Every template that shows a local user invokes it as {#avatar user=... /} (header nav, repo lists, repo sidebar, issue/MR/comment authors — see templates/layout.html, templates/HomeResource/*.html, templates/RepositoryResource/sidebar.html, templates/IssueResource/issue.html, templates/MergeRequestResource/mergeRequest.html). Keeping the fallback logic in one tag means there's no place in the UI that can show a stale or inconsistent avatar state — a page either has the tag or it doesn't render a user avatar at all.

Serving endpoint

GET /users/{username}/avatar (AvatarResource) is deliberately public — no authentication — unlike the upload/delete endpoints under /settings/*. This is what lets avatars embed on public repository pages for anonymous visitors. It returns 404 when the user has no avatar (hasAvatar() false) or the file is missing from disk, and otherwise streams the bytes with the stored avatar_content_type and Cache-Control: public, max-age=31536000, immutable. Immutable caching is safe because every rendered avatar URL carries the ?v=<epoch millis> cache-buster — replacing the picture changes the URL, so browsers never serve a stale cached response for the new URL. This includes the settings preview on /settings/profile, which is versioned like the avatar tag.

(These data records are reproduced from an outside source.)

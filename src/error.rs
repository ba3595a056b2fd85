//! # Error Handling
//!
//! HTTP-facing error type. Library errors (`SessionError`, `AudioError`,
//! `RemoteError`) stay plain enums; they only become HTTP responses here.
//!
//! ## Key Rust Concepts:
//! - **From trait**: lets handlers use `?` on library results
//! - **ResponseError trait**: actix calls `error_response` when a handler
//!   returns `Err(AppError)`
//!
//! ## JSON Response Format:
//! ```json
//! {
//!   "error": {
//!     "type": "mic_access_denied",
//!     "message": "Microphone access error: Microphone access denied: Permission denied",
//!     "timestamp": "2025-01-01T12:00:00Z"
//!   }
//! }
//! ```

use actix_web::http::StatusCode;
use actix_web::{HttpResponse, ResponseError};
use serde_json::json;
use std::fmt;

use live_voice::session::SessionError;

#[derive(Debug)]
pub enum AppError {
    /// Internal server errors
    Internal(String),

    /// Client sent invalid or malformed data
    BadRequest(String),

    /// Configuration file or environment variable problems
    ConfigError(String),

    /// User input failed validation rules
    ValidationError(String),

    /// The live session refused or failed the request
    Session(SessionError),
}

impl fmt::Display for AppError {
    fn fmt(&self, f: &mut fmt::Formatter<'_>) -> fmt::Result {
        match self {
            AppError::Internal(msg) => write!(f, "Internal error: {}", msg),
            AppError::BadRequest(msg) => write!(f, "Bad request: {}", msg),
            AppError::ConfigError(msg) => write!(f, "Configuration error: {}", msg),
            AppError::ValidationError(msg) => write!(f, "Validation error: {}", msg),
            AppError::Session(err) => write!(f, "Session error: {}", err),
        }
    }
}

impl AppError {
    /// Status code, machine-readable type and message for the response body.
    ///
    /// Session errors use the session's error sub-code as their type, so
    /// clients see the same codes as in status events.
    fn parts(&self) -> (StatusCode, &'static str, String) {
        match self {
            AppError::Internal(msg) => (StatusCode::INTERNAL_SERVER_ERROR, "internal_error", msg.clone()),
            AppError::BadRequest(msg) => (StatusCode::BAD_REQUEST, "bad_request", msg.clone()),
            AppError::ConfigError(msg) => (StatusCode::INTERNAL_SERVER_ERROR, "config_error", msg.clone()),
            AppError::ValidationError(msg) => (StatusCode::BAD_REQUEST, "validation_error", msg.clone()),
            AppError::Session(err) => {
                let status = match err {
                    SessionError::AlreadyActive => StatusCode::CONFLICT,
                    SessionError::Cancelled => StatusCode::CONFLICT,
                    SessionError::ConnectFailed(_) | SessionError::Remote(_) | SessionError::AudioSend(_) => {
                        StatusCode::BAD_GATEWAY
                    }
                    SessionError::ApiKeyMissing
                    | SessionError::SdkInit(_)
                    | SessionError::AudioContext(_)
                    | SessionError::MicAccessDenied(_)
                    | SessionError::DriverUnavailable => StatusCode::SERVICE_UNAVAILABLE,
                };
                let error_type = match err {
                    SessionError::AlreadyActive => "already_active",
                    SessionError::Cancelled => "activation_cancelled",
                    SessionError::DriverUnavailable => "session_unavailable",
                    other => other.code().map(|c| c.as_str()).unwrap_or("session_error"),
                };
                (status, error_type, err.to_string())
            }
        }
    }
}

impl ResponseError for AppError {
    fn status_code(&self) -> StatusCode {
        self.parts().0
    }

    fn error_response(&self) -> HttpResponse {
        let (status, error_type, message) = self.parts();
        HttpResponse::build(status).json(json!({
            "error": {
                "type": error_type,
                "message": message,
                "timestamp": chrono::Utc::now().to_rfc3339()
            }
        }))
    }
}

impl From<anyhow::Error> for AppError {
    fn from(err: anyhow::Error) -> Self {
        AppError::Internal(err.to_string())
    }
}

impl From<serde_json::Error> for AppError {
    fn from(err: serde_json::Error) -> Self {
        AppError::BadRequest(format!("JSON parsing error: {}", err))
    }
}

impl From<config::ConfigError> for AppError {
    fn from(err: config::ConfigError) -> Self {
        AppError::ConfigError(err.to_string())
    }
}

impl From<SessionError> for AppError {
    fn from(err: SessionError) -> Self {
        AppError::Session(err)
    }
}

pub type AppResult<T> = Result<T, AppError>;

#[cfg(test)]
mod tests {
    use super::*;
    use actix_web::body::to_bytes;

    #[test]
    fn test_session_error_status_codes() {
        assert_eq!(AppError::from(SessionError::AlreadyActive).status_code(), StatusCode::CONFLICT);
        assert_eq!(
            AppError::from(SessionError::ConnectFailed("refused".into())).status_code(),
            StatusCode::BAD_GATEWAY
        );
        assert_eq!(
            AppError::from(SessionError::MicAccessDenied("denied".into())).status_code(),
            StatusCode::SERVICE_UNAVAILABLE
        );
        assert_eq!(
            AppError::ValidationError("bad".into()).status_code(),
            StatusCode::BAD_REQUEST
        );
    }

    #[actix_web::test]
    async fn test_error_body_uses_session_code() {
        let response = AppError::from(SessionError::ApiKeyMissing).error_response();
        assert_eq!(response.status(), StatusCode::SERVICE_UNAVAILABLE);

        let body = to_bytes(response.into_body()).await.unwrap();
        let value: serde_json::Value = serde_json::from_slice(&body).unwrap();
        assert_eq!(value["error"]["type"], "api_key_missing");
        assert!(value["error"]["timestamp"].is_string());
    }
}
//! Notifications the session pushes to its observers.

use serde::Serialize;

use super::state::SessionState;
use crate::audio::analyzer::AnalyzerSnapshot;

/// Emitted on every state transition, and for non-fatal playback errors.
#[derive(Debug, Clone, PartialEq, Serialize)]
#[serde(rename_all = "camelCase")]
pub struct StatusEvent {
    /// Human-readable status line
    pub status: String,
    /// Error sub-code when there is one, otherwise the new state's wire name
    pub code: String,
    #[serde(skip_serializing_if = "Option::is_none")]
    pub error: Option<String>,
    pub old_state: SessionState,
}

/// Text the model produced, forwarded for the avatar layer.
#[derive(Debug, Clone, PartialEq, Serialize)]
pub struct SpeechEvent {
    pub text: Option<String>,
    /// Filled in by the conversational layer, never by the voice session
    pub directives: Option<serde_json::Value>,
}

impl SpeechEvent {
    pub fn text(text: impl Into<String>) -> Self {
        Self {
            text: Some(text.into()),
            directives: None,
        }
    }
}

/// Latest visualizer snapshots for both directions.
#[derive(Debug, Clone, Copy, PartialEq, Eq, Default, Serialize)]
pub struct AnalyzerFrame {
    pub input: AnalyzerSnapshot,
    pub output: AnalyzerSnapshot,
}

impl AnalyzerFrame {
    pub fn is_silent(&self) -> bool {
        self.input.iter().chain(self.output.iter()).all(|&b| b == 0)
    }
}

/// Everything observers can receive.
#[derive(Debug, Clone, PartialEq, Serialize)]
#[serde(tag = "type", content = "detail")]
pub enum SessionEvent {
    #[serde(rename = "live-audio-status")]
    Status(StatusEvent),

    #[serde(rename = "ai-speech")]
    Speech(SpeechEvent),

    #[serde(rename = "analyzers")]
    Analyzers(AnalyzerFrame),
}

#[cfg(test)]
mod tests {
    use super::*;
    use serde_json::json;

    #[test]
    fn test_status_event_json() {
        let event = SessionEvent::Status(StatusEvent {
            status: "Connecting to the Live API...".to_string(),
            code: "connecting_ai".to_string(),
            error: None,
            old_state: SessionState::MicGranted,
        });
        assert_eq!(
            serde_json::to_value(event).unwrap(),
            json!({
                "type": "live-audio-status",
                "detail": {
                    "status": "Connecting to the Live API...",
                    "code": "connecting_ai",
                    "oldState": "mic_access_granted"
                }
            })
        );
    }

    #[test]
    fn test_speech_event_has_null_directives() {
        let value = serde_json::to_value(SessionEvent::Speech(SpeechEvent::text("hello"))).unwrap();
        assert_eq!(value, json!({ "type": "ai-speech", "detail": { "text": "hello", "directives": null } }));
    }

    #[test]
    fn test_analyzer_frame_silence() {
        let mut frame = AnalyzerFrame::default();
        assert!(frame.is_silent());
        frame.output[3] = 12;
        assert!(!frame.is_silent());
    }
}
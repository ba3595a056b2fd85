pub mod config;
pub mod session;

pub use config::*;
//! # Application State Management
//!
//! State shared by every HTTP handler and WebSocket actor.
//!
//! ## Key Rust Concepts:
//!
//! ### Arc<RwLock<T>>
//! - **Arc**: every worker thread's copy of `AppState` points at the same data
//! - **RwLock**: many readers or one writer; config reads vastly outnumber writes
//!
//! ### Handles instead of locks
//! The live session itself is not behind a lock. It runs on its own driver
//! task and is reached through a [`SessionHandle`], which is just a set of
//! channel senders and is cheap to clone into every worker.

use std::collections::HashMap;
use std::sync::{Arc, PoisonError, RwLock, RwLockReadGuard, RwLockWriteGuard};
use std::time::Instant;

use live_voice::session::SessionHandle;

use crate::config::AppConfig;

#[derive(Clone)]
pub struct AppState {
    /// Application configuration (can be updated at runtime)
    pub config: Arc<RwLock<AppConfig>>,

    /// Request metrics, updated by the metrics middleware
    pub metrics: Arc<RwLock<AppMetrics>>,

    /// When the server started
    pub start_time: Instant,

    /// The live voice session driver
    pub session: SessionHandle,
}

/// Request metrics collected across all HTTP requests.
#[derive(Debug, Default, Clone)]
pub struct AppMetrics {
    pub request_count: u64,
    pub error_count: u64,

    /// Currently connected `/ws/events` clients
    pub event_subscribers: u32,

    /// Key: "METHOD /path"
    pub endpoint_metrics: HashMap<String, EndpointMetric>,
}

#[derive(Debug, Default, Clone)]
pub struct EndpointMetric {
    pub request_count: u64,
    pub total_duration_ms: u64,
    pub error_count: u64,
}

// A panicking handler must not take the whole server down with it, so a
// poisoned lock is recovered rather than propagated.
fn read<T>(lock: &RwLock<T>) -> RwLockReadGuard<'_, T> {
    lock.read().unwrap_or_else(PoisonError::into_inner)
}

fn write<T>(lock: &RwLock<T>) -> RwLockWriteGuard<'_, T> {
    lock.write().unwrap_or_else(PoisonError::into_inner)
}

impl AppState {
    pub fn new(config: AppConfig, session: SessionHandle) -> Self {
        Self {
            config: Arc::new(RwLock::new(config)),
            metrics: Arc::new(RwLock::new(AppMetrics::default())),
            start_time: Instant::now(),
            session,
        }
    }

    /// Get a copy of the current configuration.
    ///
    /// Cloning releases the read lock immediately.
    pub fn get_config(&self) -> AppConfig {
        read(&self.config).clone()
    }

    /// Replace the configuration after validating it.
    pub fn update_config(&self, new_config: AppConfig) -> Result<(), String> {
        new_config.validate().map_err(|e| e.to_string())?;
        *write(&self.config) = new_config;
        Ok(())
    }

    pub fn increment_request_count(&self) {
        write(&self.metrics).request_count += 1;
    }

    pub fn increment_error_count(&self) {
        write(&self.metrics).error_count += 1;
    }

    /// Record one finished request for `endpoint` (e.g. "POST /api/v1/session/activate").
    pub fn record_endpoint_request(&self, endpoint: &str, duration_ms: u64, is_error: bool) {
        let mut metrics = write(&self.metrics);
        let endpoint_metric = metrics.endpoint_metrics.entry(endpoint.to_string()).or_default();

        endpoint_metric.request_count += 1;
        endpoint_metric.total_duration_ms += duration_ms;
        if is_error {
            endpoint_metric.error_count += 1;
        }
    }

    pub fn subscriber_connected(&self) {
        write(&self.metrics).event_subscribers += 1;
    }

    /// Saturates at zero.
    pub fn subscriber_disconnected(&self) {
        let mut metrics = write(&self.metrics);
        metrics.event_subscribers = metrics.event_subscribers.saturating_sub(1);
    }

    pub fn get_metrics_snapshot(&self) -> AppMetrics {
        read(&self.metrics).clone()
    }

    pub fn get_uptime_seconds(&self) -> u64 {
        self.start_time.elapsed().as_secs()
    }
}

impl AppMetrics {
    pub fn error_rate(&self) -> f64 {
        if self.request_count > 0 {
            self.error_count as f64 / self.request_count as f64
        } else {
            0.0
        }
    }
}

impl EndpointMetric {
    pub fn average_duration_ms(&self) -> f64 {
        if self.request_count > 0 {
            self.total_duration_ms as f64 / self.request_count as f64
        } else {
            0.0
        }
    }

    pub fn error_rate(&self) -> f64 {
        if self.request_count > 0 {
            self.error_count as f64 / self.request_count as f64
        } else {
            0.0
        }
    }
}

Upload and delete are authenticated, under /settings/profile/avatar (POST, multipart, field avatar) and /settings/profile/avatar/delete (POST) respectively, both in SettingsResource.

What's covered / not covered

Covered — anywhere a local User is rendered: header nav, home/explore repository lists, repository sidebar owner, issue authors, merge-request authors, and merge-request review-comment authors.

Not covered, on purpose:

  • Git commit authors. The repository overview's "latest commit" and the commit log render an initials badge built directly from the commit's git identity string (RepositoryResource/overview.html), not from a User lookup. A commit's author name/email is free-form data from the git object, not necessarily tied to (or even matching) a local account, so there's no reliable way to resolve it to an uploaded avatar without guessing.
  • Remote federation actors. Entries on the Following page represent remote ForgeFed actors (RemoteActor), which are handles/URLs from another instance, not local User rows — the avatar tag and storage only apply to accounts on this instance.